* WHAT IS EXPECTED
From the records below, work out how many lines carry the string "format". Leave out everything but the number.

□ □ □ □ □

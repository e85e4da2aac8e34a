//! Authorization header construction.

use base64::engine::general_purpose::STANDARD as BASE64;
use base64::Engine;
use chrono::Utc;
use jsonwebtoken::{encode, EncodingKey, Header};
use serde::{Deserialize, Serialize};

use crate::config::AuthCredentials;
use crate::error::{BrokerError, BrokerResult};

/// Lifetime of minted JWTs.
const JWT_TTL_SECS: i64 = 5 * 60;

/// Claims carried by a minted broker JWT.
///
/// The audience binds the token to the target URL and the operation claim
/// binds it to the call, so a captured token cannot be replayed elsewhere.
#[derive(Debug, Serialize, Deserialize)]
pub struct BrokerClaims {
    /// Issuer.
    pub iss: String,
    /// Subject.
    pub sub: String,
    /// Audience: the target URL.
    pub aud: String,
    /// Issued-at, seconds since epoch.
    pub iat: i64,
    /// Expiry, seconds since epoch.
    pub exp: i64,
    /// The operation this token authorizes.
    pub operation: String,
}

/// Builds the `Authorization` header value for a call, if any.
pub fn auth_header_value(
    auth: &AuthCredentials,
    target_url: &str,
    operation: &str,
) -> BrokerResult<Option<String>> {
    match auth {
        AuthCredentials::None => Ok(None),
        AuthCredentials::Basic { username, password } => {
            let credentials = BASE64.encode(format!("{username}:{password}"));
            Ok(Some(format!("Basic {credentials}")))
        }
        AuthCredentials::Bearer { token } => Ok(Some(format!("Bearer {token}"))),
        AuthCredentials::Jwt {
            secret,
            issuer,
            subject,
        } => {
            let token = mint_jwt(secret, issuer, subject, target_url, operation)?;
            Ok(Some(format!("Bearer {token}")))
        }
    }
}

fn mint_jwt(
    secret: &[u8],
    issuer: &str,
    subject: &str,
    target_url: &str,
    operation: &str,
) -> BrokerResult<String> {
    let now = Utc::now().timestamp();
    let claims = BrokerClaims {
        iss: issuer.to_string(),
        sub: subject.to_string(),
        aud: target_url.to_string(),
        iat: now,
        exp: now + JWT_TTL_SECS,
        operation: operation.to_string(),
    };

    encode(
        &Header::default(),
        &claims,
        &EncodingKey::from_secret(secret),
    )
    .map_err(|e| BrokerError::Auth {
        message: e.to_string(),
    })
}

□ □ □ □ □

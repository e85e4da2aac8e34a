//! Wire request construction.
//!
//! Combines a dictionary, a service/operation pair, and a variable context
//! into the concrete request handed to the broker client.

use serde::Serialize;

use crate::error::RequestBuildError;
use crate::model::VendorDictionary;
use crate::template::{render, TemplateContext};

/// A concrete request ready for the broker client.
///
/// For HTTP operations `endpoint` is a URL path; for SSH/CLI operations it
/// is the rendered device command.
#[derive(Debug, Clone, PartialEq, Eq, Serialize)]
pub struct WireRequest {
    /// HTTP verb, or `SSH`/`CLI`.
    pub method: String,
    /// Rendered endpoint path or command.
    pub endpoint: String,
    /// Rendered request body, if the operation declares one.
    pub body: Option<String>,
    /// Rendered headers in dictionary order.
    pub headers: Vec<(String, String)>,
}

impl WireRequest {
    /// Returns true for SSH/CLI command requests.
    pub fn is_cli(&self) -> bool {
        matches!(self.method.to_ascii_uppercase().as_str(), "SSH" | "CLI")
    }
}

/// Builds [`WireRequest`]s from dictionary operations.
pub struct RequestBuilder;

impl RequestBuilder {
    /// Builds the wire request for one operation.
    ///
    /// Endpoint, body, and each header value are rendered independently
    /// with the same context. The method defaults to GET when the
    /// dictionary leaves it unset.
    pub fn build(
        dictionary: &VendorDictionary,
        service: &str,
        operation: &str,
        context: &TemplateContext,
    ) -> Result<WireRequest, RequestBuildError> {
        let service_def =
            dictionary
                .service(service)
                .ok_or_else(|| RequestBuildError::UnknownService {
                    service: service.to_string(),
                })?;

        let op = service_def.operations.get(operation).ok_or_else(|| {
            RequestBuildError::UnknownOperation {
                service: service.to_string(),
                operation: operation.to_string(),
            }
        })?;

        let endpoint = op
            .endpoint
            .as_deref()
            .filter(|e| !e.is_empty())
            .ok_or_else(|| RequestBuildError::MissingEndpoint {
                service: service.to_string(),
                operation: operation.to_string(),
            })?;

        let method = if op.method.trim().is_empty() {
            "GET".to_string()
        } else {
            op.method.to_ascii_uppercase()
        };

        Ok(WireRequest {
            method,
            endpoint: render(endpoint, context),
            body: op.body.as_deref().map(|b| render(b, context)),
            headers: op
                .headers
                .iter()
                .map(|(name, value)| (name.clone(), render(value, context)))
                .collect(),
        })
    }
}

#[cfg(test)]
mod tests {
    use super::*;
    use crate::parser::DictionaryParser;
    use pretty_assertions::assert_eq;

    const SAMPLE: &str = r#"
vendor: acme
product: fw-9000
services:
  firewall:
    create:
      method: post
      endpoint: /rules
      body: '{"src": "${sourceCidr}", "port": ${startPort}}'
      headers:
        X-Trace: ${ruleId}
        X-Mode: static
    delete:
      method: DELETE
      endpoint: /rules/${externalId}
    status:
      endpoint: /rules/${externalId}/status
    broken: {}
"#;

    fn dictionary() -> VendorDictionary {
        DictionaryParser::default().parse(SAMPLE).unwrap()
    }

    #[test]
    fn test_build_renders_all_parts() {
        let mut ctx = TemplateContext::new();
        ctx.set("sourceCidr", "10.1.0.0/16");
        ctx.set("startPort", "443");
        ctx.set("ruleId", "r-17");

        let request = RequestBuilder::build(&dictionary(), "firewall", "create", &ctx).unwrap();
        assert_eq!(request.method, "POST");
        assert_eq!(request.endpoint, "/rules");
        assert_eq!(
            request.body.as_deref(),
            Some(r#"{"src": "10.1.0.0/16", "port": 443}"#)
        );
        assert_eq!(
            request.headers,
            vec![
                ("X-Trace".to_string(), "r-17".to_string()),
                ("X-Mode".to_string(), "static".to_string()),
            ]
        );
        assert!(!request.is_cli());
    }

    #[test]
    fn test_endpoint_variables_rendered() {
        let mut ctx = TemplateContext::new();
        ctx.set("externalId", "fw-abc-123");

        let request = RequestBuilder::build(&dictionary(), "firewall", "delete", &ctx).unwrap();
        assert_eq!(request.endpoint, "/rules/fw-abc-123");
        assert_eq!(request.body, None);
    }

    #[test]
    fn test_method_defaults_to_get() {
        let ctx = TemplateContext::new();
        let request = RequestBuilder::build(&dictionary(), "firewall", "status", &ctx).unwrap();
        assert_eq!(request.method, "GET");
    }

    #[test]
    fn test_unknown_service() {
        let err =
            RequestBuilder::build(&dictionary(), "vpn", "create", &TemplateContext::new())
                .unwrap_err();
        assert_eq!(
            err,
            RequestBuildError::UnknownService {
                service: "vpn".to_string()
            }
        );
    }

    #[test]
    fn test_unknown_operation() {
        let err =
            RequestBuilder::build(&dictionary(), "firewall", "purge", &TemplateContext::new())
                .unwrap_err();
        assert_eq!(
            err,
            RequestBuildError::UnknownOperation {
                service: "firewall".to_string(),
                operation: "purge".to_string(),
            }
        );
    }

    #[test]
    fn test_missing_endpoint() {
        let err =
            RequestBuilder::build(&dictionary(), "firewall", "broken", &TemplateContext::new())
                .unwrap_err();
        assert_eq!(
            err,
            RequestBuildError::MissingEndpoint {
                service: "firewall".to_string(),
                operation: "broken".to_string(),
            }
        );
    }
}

□ □ □ □ □

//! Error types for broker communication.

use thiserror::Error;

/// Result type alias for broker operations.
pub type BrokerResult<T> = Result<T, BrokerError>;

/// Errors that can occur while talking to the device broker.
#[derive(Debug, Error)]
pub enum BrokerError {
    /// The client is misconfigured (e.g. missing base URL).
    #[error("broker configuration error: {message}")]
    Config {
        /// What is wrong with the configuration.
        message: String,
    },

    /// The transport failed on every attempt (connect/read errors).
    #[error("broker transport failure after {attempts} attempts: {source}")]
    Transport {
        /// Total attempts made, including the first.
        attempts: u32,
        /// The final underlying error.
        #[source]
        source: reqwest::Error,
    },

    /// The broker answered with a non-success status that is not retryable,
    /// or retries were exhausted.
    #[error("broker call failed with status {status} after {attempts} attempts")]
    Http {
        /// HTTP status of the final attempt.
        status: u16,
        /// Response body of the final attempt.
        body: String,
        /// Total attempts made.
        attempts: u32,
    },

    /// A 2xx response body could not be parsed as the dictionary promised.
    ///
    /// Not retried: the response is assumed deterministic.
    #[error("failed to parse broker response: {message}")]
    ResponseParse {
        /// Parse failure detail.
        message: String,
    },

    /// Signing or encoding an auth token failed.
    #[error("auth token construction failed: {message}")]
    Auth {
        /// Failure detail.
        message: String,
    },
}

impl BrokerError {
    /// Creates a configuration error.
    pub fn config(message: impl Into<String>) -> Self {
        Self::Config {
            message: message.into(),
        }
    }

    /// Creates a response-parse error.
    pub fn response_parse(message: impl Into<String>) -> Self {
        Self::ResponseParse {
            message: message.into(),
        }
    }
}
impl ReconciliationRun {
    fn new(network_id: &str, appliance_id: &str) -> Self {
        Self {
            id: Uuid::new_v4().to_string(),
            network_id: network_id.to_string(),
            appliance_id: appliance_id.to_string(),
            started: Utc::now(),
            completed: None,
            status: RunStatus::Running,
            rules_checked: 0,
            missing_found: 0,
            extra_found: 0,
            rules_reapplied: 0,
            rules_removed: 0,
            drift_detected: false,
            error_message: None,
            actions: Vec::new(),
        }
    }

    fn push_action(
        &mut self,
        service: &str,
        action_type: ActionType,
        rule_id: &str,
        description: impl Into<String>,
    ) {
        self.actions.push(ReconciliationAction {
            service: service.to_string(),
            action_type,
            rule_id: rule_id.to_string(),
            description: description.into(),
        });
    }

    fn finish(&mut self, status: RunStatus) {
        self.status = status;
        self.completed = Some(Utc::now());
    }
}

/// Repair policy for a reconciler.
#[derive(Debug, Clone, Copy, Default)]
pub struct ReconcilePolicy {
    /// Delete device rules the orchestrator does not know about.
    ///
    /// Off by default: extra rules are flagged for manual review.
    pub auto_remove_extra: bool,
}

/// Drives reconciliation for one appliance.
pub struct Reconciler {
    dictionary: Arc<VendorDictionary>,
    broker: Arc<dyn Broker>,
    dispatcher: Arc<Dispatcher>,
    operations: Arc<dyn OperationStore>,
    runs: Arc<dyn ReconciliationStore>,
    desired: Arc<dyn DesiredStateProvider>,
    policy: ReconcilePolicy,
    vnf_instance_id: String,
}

□ □ □ □ □

* OUTPUT OF THE EXERCISE
4